SUSANNE HENNIG-WELLSOW Es ist eine sehr anspruchsvolle Mission, die Linke zu führen und die Partei tatsächlich erfolgreich und damit auch regierungsfähig im Bund zu machen. Wer Vorsitzende der Linken werden will, muss Widerstand aushalten. Aber ich spüre auch, dass meine Partei Lust hat, in eine neue Phase einzutreten und mit Janine Wissler und mir voll in diesen Wahlkampf einzusteigen.
Ihr Wahlprogramm fordert: 13 Euro Mindestlohn, Vier-Tage-Woche um die 30 Stunden, ein garantiertes Mindesteinkommen von 1200 Euro sowie eine sanktionsfreie Mindestsicherung statt Hartz IV. Im Koalitionsvertrag mit welchen Partnern soll das stehen?
HENNIG-WELLSOW Na, SPD und Grüne, klar. Keine Partei wird sich in Koalitionsverhandlungen vollständig durchsetzen. Wir beschreiben mit dem Wahlprogramm politische Ziele, von denen wir möglichst viele in einem Koalitionsvertrag festzuschreiben versuchen würden. Als Teil einer progressiven Koalition, der wir nach der Bundestagswahl angehören könnten, wollen wir zum Beispiel Hartz IV sanktionsfrei machen, die Vermögensprüfung abschaffen und Hartz IV dauerhaft auf mindestens 650 Euro erhöhen. Wir brauchen eine neue Form der Grundsicherung
in Deutschland. Ich denke, das ist mit SPD und Grünen verhandelbar.

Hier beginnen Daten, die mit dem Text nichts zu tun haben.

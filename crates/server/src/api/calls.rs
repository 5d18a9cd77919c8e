//! Phone call API handlers.

use axum::{
    extract::{rejection::JsonRejection, Path, State},
    http::StatusCode,
    response::{IntoResponse, Response},
    Json,
};
use ringback_core::{CallError, CallOutcome, PhoneNumber, ProviderError, StoreError};
use serde::Serialize;
use serde_json::{Map, Value};
use std::sync::Arc;
use tracing::warn;

use crate::state::AppState;

/// JSON field carrying the number in call-start requests.
const PHONE_NUMBER_FIELD: &str = "phone-number";

// ============================================================================
// Request/Response Types
// ============================================================================

/// Response for transcript lookups
#[derive(Debug, Serialize)]
#[serde(rename_all = "camelCase")]
pub struct TranscriptResponse {
    pub phone_number: String,
    pub transcript: String,
    pub has_transcript: bool,
}

/// Response for latest execution lookups
#[derive(Debug, Serialize)]
#[serde(rename_all = "camelCase")]
pub struct LatestExecutionResponse {
    pub phone_number: String,
    pub execution_id: String,
}

/// Error response
#[derive(Debug, Serialize)]
pub struct ErrorResponse {
    pub error: String,
    /// Provider response body, when the provider answered with an error.
    #[serde(skip_serializing_if = "Option::is_none")]
    pub details: Option<Value>,
}

/// Error returned by the call handlers.
#[derive(Debug)]
pub struct ApiError {
    status: StatusCode,
    body: ErrorResponse,
}

impl ApiError {
    fn new(status: StatusCode, error: impl Into<String>) -> Self {
        Self {
            status,
            body: ErrorResponse {
                error: error.into(),
                details: None,
            },
        }
    }

    fn bad_request(error: impl Into<String>) -> Self {
        Self::new(StatusCode::BAD_REQUEST, error)
    }

    fn not_found(error: impl Into<String>) -> Self {
        Self::new(StatusCode::NOT_FOUND, error)
    }
}

impl From<CallError> for ApiError {
    fn from(err: CallError) -> Self {
        let message = err.to_string();
        match err {
            CallError::InvalidPhoneNumber => Self::bad_request(message),
            CallError::Store(_) | CallError::MissingExecutionId => {
                Self::new(StatusCode::INTERNAL_SERVER_ERROR, message)
            }
            CallError::Provider(ProviderError::Api { body, .. }) => Self {
                status: StatusCode::BAD_GATEWAY,
                body: ErrorResponse {
                    error: message,
                    details: Some(body),
                },
            },
            CallError::Provider(_) => Self::new(StatusCode::BAD_GATEWAY, message),
        }
    }
}

impl From<StoreError> for ApiError {
    fn from(err: StoreError) -> Self {
        Self::new(StatusCode::INTERNAL_SERVER_ERROR, err.to_string())
    }
}

impl IntoResponse for ApiError {
    fn into_response(self) -> Response {
        (self.status, Json(self.body)).into_response()
    }
}

/// Pull the phone number out of a call-start request body.
fn phone_number_from_body(
    body: Result<Json<Value>, JsonRejection>,
) -> Result<PhoneNumber, ApiError> {
    let Json(body) =
        body.map_err(|e| ApiError::bad_request(format!("Invalid JSON body: {}", e)))?;

    let raw = body
        .get(PHONE_NUMBER_FIELD)
        .and_then(Value::as_str)
        .ok_or_else(|| ApiError::bad_request("phone-number must be a non-empty string"))?;

    Ok(PhoneNumber::parse(raw)?)
}

/// Provider call-start payload with the execution id, transcript and status tag merged in.
fn outcome_body(outcome: CallOutcome) -> Value {
    let status = outcome.status_tag();
    let transcript = outcome.transcript().map(str::to_string);

    let mut body = match outcome.provider_payload {
        Value::Object(map) => map,
        _ => Map::new(),
    };
    body.insert("execution_id".to_string(), Value::String(outcome.execution_id));
    match transcript {
        Some(transcript) => {
            body.insert("transcript".to_string(), Value::String(transcript));
        }
        None => {
            body.remove("transcript");
        }
    }
    body.insert("status".to_string(), Value::String(status.to_string()));

    Value::Object(body)
}

/// Map a pass-through provider failure to a response.
///
/// Provider error responses are forwarded with their status and body.
fn passthrough_error(err: ProviderError) -> Response {
    match err {
        ProviderError::Api { status, body } => {
            let status = StatusCode::from_u16(status).unwrap_or(StatusCode::BAD_GATEWAY);
            (status, Json(body)).into_response()
        }
        other => ApiError::new(StatusCode::BAD_GATEWAY, other.to_string()).into_response(),
    }
}

// ============================================================================
// Handlers
// ============================================================================

/// Start a call and wait for its transcript
pub async fn start_call(
    State(state): State<Arc<AppState>>,
    body: Result<Json<Value>, JsonRejection>,
) -> Result<(StatusCode, Json<Value>), ApiError> {
    let phone = phone_number_from_body(body)?;
    let outcome = state.calls().start_and_wait(&phone).await?;

    Ok((StatusCode::CREATED, Json(outcome_body(outcome))))
}

/// Start a call and return without waiting for the transcript
pub async fn start_call_nonblocking(
    State(state): State<Arc<AppState>>,
    body: Result<Json<Value>, JsonRejection>,
) -> Result<(StatusCode, Json<Value>), ApiError> {
    let phone = phone_number_from_body(body)?;
    let detached = state.calls().start_detached(&phone).await?;

    // The watcher keeps running after its handle is dropped
    Ok((StatusCode::ACCEPTED, Json(outcome_body(detached.outcome))))
}

/// Fetch execution status from the provider
pub async fn get_execution(
    State(state): State<Arc<AppState>>,
    Path(execution_id): Path<String>,
) -> Response {
    match state.calls().execution(&execution_id).await {
        Ok(payload) => Json(payload).into_response(),
        Err(e) => {
            warn!(execution_id = %execution_id, "Failed to fetch execution: {}", e);
            passthrough_error(e)
        }
    }
}

/// Fetch the execution log from the provider
pub async fn get_execution_log(
    State(state): State<Arc<AppState>>,
    Path(execution_id): Path<String>,
) -> Response {
    match state.calls().execution_log(&execution_id).await {
        Ok(payload) => Json(payload).into_response(),
        Err(e) => {
            warn!(execution_id = %execution_id, "Failed to fetch execution log: {}", e);
            passthrough_error(e)
        }
    }
}

/// Get the stored transcript for a phone number
pub async fn get_transcript(
    State(state): State<Arc<AppState>>,
    Path(phone_number): Path<String>,
) -> Result<Json<TranscriptResponse>, ApiError> {
    let phone = PhoneNumber::parse(&phone_number)?;

    match state.calls().transcript(&phone)? {
        Some(user) => Ok(Json(TranscriptResponse {
            has_transcript: user.has_transcript(),
            phone_number: user.number,
            transcript: user.transcript,
        })),
        None => Err(ApiError::not_found(format!(
            "No record for phone number: {}",
            phone
        ))),
    }
}

/// Get the latest execution started for a phone number
pub async fn get_latest_execution(
    State(state): State<Arc<AppState>>,
    Path(phone_number): Path<String>,
) -> Result<Json<LatestExecutionResponse>, ApiError> {
    let phone = PhoneNumber::parse(&phone_number)?;

    match state.calls().latest_execution(&phone).await {
        Some(execution_id) => Ok(Json(LatestExecutionResponse {
            phone_number: phone.as_str().to_string(),
            execution_id,
        })),
        None => Err(ApiError::not_found(format!(
            "No execution recorded for phone number: {}",
            phone
        ))),
    }
}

In der Außenpolitik hat Matthias Höhn ein sicherheitspolitisches Positionspapier verfasst. Indirekt plädiert er unter anderem für ein Ende der generellen Ablehnung von Militäreinsätzen. Unterstützen Sie ihn?
HENNIG-WELLSOW Matthias Höhn ist es gelungen, eine Debatte anzuregen. In der Frage der Auslandseinsätze bin ich aber nicht bei ihm. Blauhelm-Einsätze nach Kapitel sechs der UN-Charta wie etwa auf Zypern kann man sich im Einzelfall anschauen. Alles andere lehne ich ab. Der deutsche Verteidigungshaushalt muss deutlich verringert, der Etat für Entwicklungshilfe mindestens verdoppelt, die Wehrpflicht ganz abgeschafft und nicht nur ausgesetzt werden. Fakt ist: Die Bundeswehr hat im Ausland nichts zu suchen.

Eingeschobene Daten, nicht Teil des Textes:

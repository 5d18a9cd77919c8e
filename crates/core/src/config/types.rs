use serde::{Deserialize, Serialize};
use std::net::IpAddr;
use std::path::PathBuf;

/// Root configuration
#[derive(Debug, Clone, Deserialize, Serialize)]
pub struct Config {
    #[serde(default)]
    pub server: ServerConfig,
    #[serde(default)]
    pub database: DatabaseConfig,
    pub provider: ProviderConfig,
    #[serde(default)]
    pub calls: CallsConfig,
}

/// Server configuration
#[derive(Debug, Clone, Deserialize, Serialize)]
pub struct ServerConfig {
    #[serde(default = "default_host")]
    pub host: IpAddr,
    #[serde(default = "default_port")]
    pub port: u16,
    /// Allowed CORS origins. Empty means any origin is allowed.
    #[serde(default)]
    pub cors_allowed_origins: Vec<String>,
}

impl Default for ServerConfig {
    fn default() -> Self {
        Self {
            host: default_host(),
            port: default_port(),
            cors_allowed_origins: Vec::new(),
        }
    }
}

fn default_host() -> IpAddr {
    IpAddr::from([0, 0, 0, 0])
}

fn default_port() -> u16 {
    3000
}

/// Database configuration
#[derive(Debug, Clone, Deserialize, Serialize)]
pub struct DatabaseConfig {
    #[serde(default = "default_db_path")]
    pub path: PathBuf,
}

impl Default for DatabaseConfig {
    fn default() -> Self {
        Self {
            path: default_db_path(),
        }
    }
}

fn default_db_path() -> PathBuf {
    PathBuf::from("ringback.db")
}

/// Voice call provider configuration
#[derive(Debug, Clone, Deserialize, Serialize)]
pub struct ProviderConfig {
    /// Provider API base URL (e.g., "https://api.bolna.ai")
    #[serde(default = "default_provider_url")]
    pub base_url: String,
    /// Static bearer credential
    pub api_key: String,
    /// Agent that places the calls
    pub agent_id: String,
    /// Caller id; empty lets the provider pick one
    #[serde(default)]
    pub from_phone_number: String,
    /// Request timeout in seconds (default: 30)
    #[serde(default = "default_timeout")]
    pub timeout_secs: u32,
}

fn default_provider_url() -> String {
    "https://api.bolna.ai".to_string()
}

fn default_timeout() -> u32 {
    30
}

/// Call flow configuration
#[derive(Debug, Clone, Deserialize, Serialize)]
pub struct CallsConfig {
    /// Status fetches before giving up on an execution.
    #[serde(default = "default_max_poll_attempts")]
    pub max_poll_attempts: u32,

    /// Fixed delay between status fetches (milliseconds).
    #[serde(default = "default_poll_interval")]
    pub poll_interval_ms: u64,

    /// How many phone number -> execution id entries are kept in memory.
    #[serde(default = "default_execution_cache_size")]
    pub execution_cache_size: usize,
}

fn default_max_poll_attempts() -> u32 {
    30
}

fn default_poll_interval() -> u64 {
    10_000 // 10 seconds
}

fn default_execution_cache_size() -> usize {
    1024
}

impl Default for CallsConfig {
    fn default() -> Self {
        Self {
            max_poll_attempts: default_max_poll_attempts(),
            poll_interval_ms: default_poll_interval(),
            execution_cache_size: default_execution_cache_size(),
        }
    }
}

/// Sanitized config for API responses (secrets redacted)
#[derive(Debug, Clone, Serialize)]
pub struct SanitizedConfig {
    pub server: ServerConfig,
    pub database: DatabaseConfig,
    pub provider: SanitizedProviderConfig,
    pub calls: CallsConfig,
}

/// Sanitized provider config (API key hidden)
#[derive(Debug, Clone, Serialize)]
pub struct SanitizedProviderConfig {
    pub base_url: String,
    pub api_key_configured: bool,
    pub agent_id: String,
    pub from_phone_number: String,
    pub timeout_secs: u32,
}

impl From<&Config> for SanitizedConfig {
    fn from(config: &Config) -> Self {
        Self {
            server: config.server.clone(),
            database: config.database.clone(),
            provider: SanitizedProviderConfig {
                base_url: config.provider.base_url.clone(),
                api_key_configured: !config.provider.api_key.is_empty(),
                agent_id: config.provider.agent_id.clone(),
                from_phone_number: config.provider.from_phone_number.clone(),
                timeout_secs: config.provider.timeout_secs,
            },
            calls: config.calls.clone(),
        }
    }
}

Was passiert bei einem Linken-Parteitag, wenn die Regierungs-Linken im Bund dann das Zwei-ProzentZiel
der Nato verteidigen müssen? HENNIG-WELLSOW Das werden wir nicht tun. SPD und Grüne haben im Bund noch nie mit der Linken verhandelt. Womöglich finden wir in dieser Frage sehr viel schneller einen gemeinsamen Nenner, als viele Leute heute ahnen. Auch Teile der SPD und der Grünen streben das ZweiProzent-Ziel nicht an. Noch einmal: Der Wehretat ist jetzt schon zu groß und der Etat für Entwicklungshilfe zu klein. Die SPD hat zu früheren Zeiten schon einmal ein Moratorium bei den Rüstungsexporten versprochen. Wir wären sofort dabei. Es wäre jedenfalls sehr viel Musik drin, wenn Grüne, SPD und Linke ernsthaft miteinander reden würden, wie es in Deutschland ohne eine Union
in der Bundesregierung weitergehen würde.

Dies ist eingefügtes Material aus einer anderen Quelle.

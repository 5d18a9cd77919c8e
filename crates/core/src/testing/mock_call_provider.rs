//! Mock call provider for testing.

use async_trait::async_trait;
use serde_json::{json, Value};
use std::collections::VecDeque;
use std::sync::atomic::{AtomicUsize, Ordering};
use std::time::Duration;
use tokio::sync::RwLock;

use crate::provider::{CallProvider, CallStarted, ProviderError};

/// Mock implementation of the CallProvider trait.
///
/// Provides controllable behavior for testing:
/// - Configurable call-start payload (and therefore execution id)
/// - Scripted sequence of execution statuses, with a fallback status
///   once the script runs out
/// - Injected failures for start, status and log requests
/// - Recorded recipients and status fetch counts for assertions
///
/// # Example
///
/// ```rust,ignore
/// use ringback_core::testing::MockCallProvider;
///
/// let provider = MockCallProvider::new();
/// provider.set_start_payload(json!({ "execution_id": "abc" })).await;
/// provider.push_status("in-progress", None).await;
/// provider.push_status("completed", Some("hello")).await;
///
/// // ... run the poller ...
/// assert_eq!(provider.status_fetch_count(), 2);
/// ```
pub struct MockCallProvider {
    /// Payload returned by `start_call`.
    start_payload: RwLock<Value>,
    /// If set, the next `start_call` fails with this error.
    next_start_error: RwLock<Option<ProviderError>>,
    /// Artificial latency for `start_call`.
    start_delay: RwLock<Option<Duration>>,
    /// Scripted responses for `execution`, consumed front to back.
    scripted: RwLock<VecDeque<Result<Value, ProviderError>>>,
    /// Response once the script is exhausted.
    fallback: RwLock<Result<Value, ProviderError>>,
    /// Payload returned by `execution_log`.
    log_payload: RwLock<Result<Value, ProviderError>>,
    /// Recipients passed to `start_call`.
    recipients: RwLock<Vec<String>>,
    /// Execution ids passed to `execution`.
    fetched_ids: RwLock<Vec<String>>,
    status_fetches: AtomicUsize,
}

impl std::fmt::Debug for MockCallProvider {
    fn fmt(&self, f: &mut std::fmt::Formatter<'_>) -> std::fmt::Result {
        f.debug_struct("MockCallProvider")
            .field("status_fetches", &self.status_fetch_count())
            .finish_non_exhaustive()
    }
}

impl Default for MockCallProvider {
    fn default() -> Self {
        Self::new()
    }
}

impl MockCallProvider {
    /// Create a mock that starts executions with id `mock-exec-1` and
    /// reports `queued` forever.
    pub fn new() -> Self {
        Self {
            start_payload: RwLock::new(json!({
                "message": "done",
                "status": "queued",
                "execution_id": "mock-exec-1"
            })),
            next_start_error: RwLock::new(None),
            start_delay: RwLock::new(None),
            scripted: RwLock::new(VecDeque::new()),
            fallback: RwLock::new(Ok(json!({ "status": "queued" }))),
            log_payload: RwLock::new(Ok(json!({ "data": [] }))),
            recipients: RwLock::new(Vec::new()),
            fetched_ids: RwLock::new(Vec::new()),
            status_fetches: AtomicUsize::new(0),
        }
    }

    /// Set the payload returned by `start_call`.
    pub async fn set_start_payload(&self, payload: Value) {
        *self.start_payload.write().await = payload;
    }

    /// Make the next `start_call` fail.
    pub async fn fail_next_start(&self, error: ProviderError) {
        *self.next_start_error.write().await = Some(error);
    }

    /// Delay every `start_call` by `delay`.
    pub async fn set_start_delay(&self, delay: Duration) {
        *self.start_delay.write().await = Some(delay);
    }

    /// Queue a status response for `execution`.
    pub async fn push_status(&self, status: &str, transcript: Option<&str>) {
        self.scripted
            .write()
            .await
            .push_back(Ok(status_payload(status, transcript)));
    }

    /// Queue a failed status fetch.
    pub async fn push_status_error(&self, error: ProviderError) {
        self.scripted.write().await.push_back(Err(error));
    }

    /// Status reported once the scripted responses run out.
    pub async fn set_fallback_status(&self, status: &str, transcript: Option<&str>) {
        *self.fallback.write().await = Ok(status_payload(status, transcript));
    }

    /// Make every unscripted status fetch fail.
    pub async fn set_fallback_error(&self, error: ProviderError) {
        *self.fallback.write().await = Err(error);
    }

    /// Set the response of `execution_log`.
    pub async fn set_log(&self, result: Result<Value, ProviderError>) {
        *self.log_payload.write().await = result;
    }

    /// Recipients passed to `start_call`, in order.
    pub async fn recipients(&self) -> Vec<String> {
        self.recipients.read().await.clone()
    }

    /// Execution ids passed to `execution`, in order.
    pub async fn fetched_ids(&self) -> Vec<String> {
        self.fetched_ids.read().await.clone()
    }

    /// Number of `execution` calls so far.
    pub fn status_fetch_count(&self) -> usize {
        self.status_fetches.load(Ordering::SeqCst)
    }
}

fn status_payload(status: &str, transcript: Option<&str>) -> Value {
    match transcript {
        Some(t) => json!({ "status": status, "transcript": t }),
        None => json!({ "status": status }),
    }
}

#[async_trait]
impl CallProvider for MockCallProvider {
    fn name(&self) -> &str {
        "mock"
    }

    async fn start_call(&self, recipient: &str) -> Result<CallStarted, ProviderError> {
        let delay = *self.start_delay.read().await;
        if let Some(delay) = delay {
            tokio::time::sleep(delay).await;
        }

        self.recipients.write().await.push(recipient.to_string());

        if let Some(err) = self.next_start_error.write().await.take() {
            return Err(err);
        }

        let payload = self.start_payload.read().await.clone();
        Ok(CallStarted::from_payload(payload))
    }

    async fn execution(&self, execution_id: &str) -> Result<Value, ProviderError> {
        self.status_fetches.fetch_add(1, Ordering::SeqCst);
        self.fetched_ids.write().await.push(execution_id.to_string());

        let scripted = self.scripted.write().await.pop_front();
        match scripted {
            Some(response) => response,
            None => self.fallback.read().await.clone(),
        }
    }

    async fn execution_log(&self, _execution_id: &str) -> Result<Value, ProviderError> {
        self.log_payload.read().await.clone()
    }
}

Mit der SPD im Bund fällt für Sie was am schwersten? HENNIG-WELLSOW Vermutlich die Haushaltspolitik.
Und mit den Grünen im Bund ist für die Linke was ausgeschlossen? HENNIG-WELLSOW Ich sehe erst die Gemeinsamkeiten. Aber für SPD wie Grüne gilt: Die Außenpolitik und der Umgang mit der Bundeswehr wird eine entscheidende Frage. Ob sie ein Ausschlusskriterium für eine Koalition ist, werden wir sehen, wenn alle drei Parteien an einem Tisch sitzen.